I’m in a bit of a pickle, as they say.  And, in this case, my dilemma is an ethical one, which normally wouldn’t really keep me from thinking first and acting later, but–this semester–I am Teaching. An. Ethics. Course.


It's sort of like this...

Outside of the obvious implications of having someone like me teach the youth of the world about “ethics,” the life change from “I just teach Freshman Comp” to becoming the Leader of an honors seminar in Ethical Dilemmas has really had an impact on my overall psyche.  Unlike the {failure as a} college student that I was, I can no longer sleep through Ethics 101.  I not only have to research ethical dilemmas; I have to be some sort of authority on them!  To make matters worse, I’m discovering it’s hard to remain apathetic toward all things ethical when you’re teaching other people how to define their own value system(s).


So, here we are.

The story goes something like this.  At some point I decided that blood is not thicker than water.  There are lots of theories you could pose behind this sort of decision, one of which is that both money & greed are thicker than anything else you can think of (don’t believe me? check out this person’s argument).  Or, let me save you the trip; in a nutshell, this random stranger whose name I’ll never remember has taught me that “greed,” and–by extension–the way we are treated by those greedy bastards we also call “family,” has become more important than love.  But my decision had nothing to do with greed, except that it had to do with selfishness, an unspoken cardinal sin where I come from.

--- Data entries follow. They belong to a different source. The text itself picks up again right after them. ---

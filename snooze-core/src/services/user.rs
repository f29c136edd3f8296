//! User service - accounts, session restore and favorites

use std::sync::Arc;

use super::{record, LogEvent, LoggingService};
use crate::domain::result::Result;
use crate::domain::{Story, User};
use crate::ports::StoryApi;

/// User service for authentication and the favorites relation
pub struct UserService {
    api: Arc<dyn StoryApi>,
    logger: Option<Arc<LoggingService>>,
}

impl UserService {
    pub fn new(api: Arc<dyn StoryApi>) -> Self {
        Self { api, logger: None }
    }

    pub fn with_logger(mut self, logger: Option<Arc<LoggingService>>) -> Self {
        self.logger = logger;
        self
    }

    /// Register a new account and return it logged in
    pub fn signup(&self, username: &str, password: &str, name: &str) -> Result<User> {
        let auth = self.api.signup(username, password, name)?;
        record(&self.logger, LogEvent::new("signup").with_endpoint("POST /signup"));
        Ok(User::from_record(auth.user, auth.token))
    }

    /// Log in with username and password
    pub fn login(&self, username: &str, password: &str) -> Result<User> {
        let auth = self.api.login(username, password)?;
        record(&self.logger, LogEvent::new("login").with_endpoint("POST /login"));
        Ok(User::from_record(auth.user, auth.token))
    }

    /// Rebuild the user from a saved token and username
    ///
    /// Any failure (network, rejected token, bad response) means "not logged
    /// in" and yields `None`; the cause only goes to the event log.
    pub fn login_via_stored_credentials(&self, token: &str, username: &str) -> Option<User> {
        match self.api.get_user(token, username) {
            Ok(user_record) => Some(User::from_record(user_record, token)),
            Err(e) => {
                record(
                    &self.logger,
                    LogEvent::new("login_via_stored_credentials_failed")
                        .with_endpoint("GET /users/{username}")
                        .with_error(e.to_string()),
                );
                None
            }
        }
    }

    /// Favorite a story: local cache first, then the server
    ///
    /// If the server call fails the cache is put back as it was.
    pub fn add_favorite(&self, user: &mut User, story: &Story) -> Result<()> {
        let added = user.cache_favorite(story);

        if let Err(e) = self
            .api
            .add_favorite(&user.login_token, &user.username, &story.story_id)
        {
            if added {
                user.uncache_favorite(&story.story_id);
            }
            return Err(e);
        }

        record(
            &self.logger,
            LogEvent::new("favorite_added")
                .with_endpoint("POST /users/{username}/favorites/{storyId}")
                .with_story(&story.story_id),
        );
        Ok(())
    }

    /// Unfavorite a story: local cache first, then the server
    ///
    /// If the server call fails the story goes back to its old position.
    pub fn remove_favorite(&self, user: &mut User, story: &Story) -> Result<()> {
        let removed = user.uncache_favorite(&story.story_id);

        if let Err(e) = self
            .api
            .remove_favorite(&user.login_token, &user.username, &story.story_id)
        {
            if let Some((idx, previous)) = removed {
                user.restore_favorite(idx, previous);
            }
            return Err(e);
        }

        record(
            &self.logger,
            LogEvent::new("favorite_removed")
                .with_endpoint("DELETE /users/{username}/favorites/{storyId}")
                .with_story(&story.story_id),
        );
        Ok(())
    }
}
//! User domain model

use chrono::{DateTime, Utc};
use serde::{Deserialize, Serialize};

use super::story::Story;

/// User record as returned by the API
#[derive(Debug, Clone, PartialEq, Eq, Serialize, Deserialize)]
#[serde(rename_all = "camelCase")]
pub struct UserRecord {
    pub username: String,
    pub name: String,
    pub created_at: DateTime<Utc>,
    #[serde(default)]
    pub favorites: Vec<Story>,
    /// Stories posted by this user
    #[serde(default)]
    pub stories: Vec<Story>,
}

/// Body of a successful signup or login
#[derive(Debug, Clone, Deserialize)]
pub struct AuthResponse {
    pub user: UserRecord,
    pub token: String,
}

/// The current authenticated user
///
/// `favorites` and `own_stories` are local caches of server-side relations.
/// Neither ever holds two stories with the same id.
#[derive(Debug, Clone, PartialEq, Eq, Serialize, Deserialize)]
pub struct User {
    pub username: String,
    pub name: String,
    pub created_at: DateTime<Utc>,
    pub favorites: Vec<Story>,
    pub own_stories: Vec<Story>,
    #[serde(skip_serializing, default)]
    pub login_token: String,
}

impl User {
    pub fn from_record(record: UserRecord, token: impl Into<String>) -> Self {
        let mut user = Self {
            username: record.username,
            name: record.name,
            created_at: record.created_at,
            favorites: Vec::with_capacity(record.favorites.len()),
            own_stories: Vec::with_capacity(record.stories.len()),
            login_token: token.into(),
        };
        for story in record.favorites {
            push_unique(&mut user.favorites, story);
        }
        for story in record.stories {
            push_unique(&mut user.own_stories, story);
        }
        user
    }

    /// Record a story this user just posted (local cache only)
    pub fn add_my_story(&mut self, story: Story) {
        push_unique(&mut self.own_stories, story);
    }

    /// Forget a story this user deleted (local cache only)
    ///
    /// Also drops it from favorites, since a deleted story cannot stay
    /// favorited on the server.
    pub fn remove_my_story(&mut self, story_id: &str) {
        self.own_stories.retain(|s| s.story_id != story_id);
        self.favorites.retain(|s| s.story_id != story_id);
    }

    pub fn is_favorite(&self, story_id: &str) -> bool {
        self.favorites.iter().any(|s| s.story_id == story_id)
    }

    pub fn is_own_story(&self, story_id: &str) -> bool {
        self.own_stories.iter().any(|s| s.story_id == story_id)
    }

    /// Add to the favorites cache; false if it was already there
    pub(crate) fn cache_favorite(&mut self, story: &Story) -> bool {
        push_unique(&mut self.favorites, story.clone())
    }

    /// Drop from the favorites cache, returning the position it held
    pub(crate) fn uncache_favorite(&mut self, story_id: &str) -> Option<(usize, Story)> {
        let idx = self.favorites.iter().position(|s| s.story_id == story_id)?;
        Some((idx, self.favorites.remove(idx)))
    }

    /// Put a favorite back where it was, used when a removal is rolled back
    pub(crate) fn restore_favorite(&mut self, idx: usize, story: Story) {
        let idx = idx.min(self.favorites.len());
        self.favorites.insert(idx, story);
    }
}

fn push_unique(stories: &mut Vec<Story>, story: Story) -> bool {
    if stories.iter().any(|s| s.story_id == story.story_id) {
        return false;
    }
    stories.push(story);
    true
}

Selfishly, I decided that it meant more to me to be a good person than to accept {all of} my family for who they are.  Just to clarify: “good,” in this instance, means sane.

Prior to that, I had selfishly decided to have a baby.

Therefore, I’ve selfishly decided that my son will benefit greater from a lack of interaction with certain family members than he would from any smidgen of interaction deemed appropriate between people who fleet in and out of our lives at will.

But wait–in all fairness towards myself–There I go again! being selfish!!!– I didn’t knowingly decide for my son that he wouldn’t get to know these family members; I just determined that he should, like me, come to accept that no amount of blood is as thick as the wall of bullshit that surrounds any attempt at honest, direct communication within my family.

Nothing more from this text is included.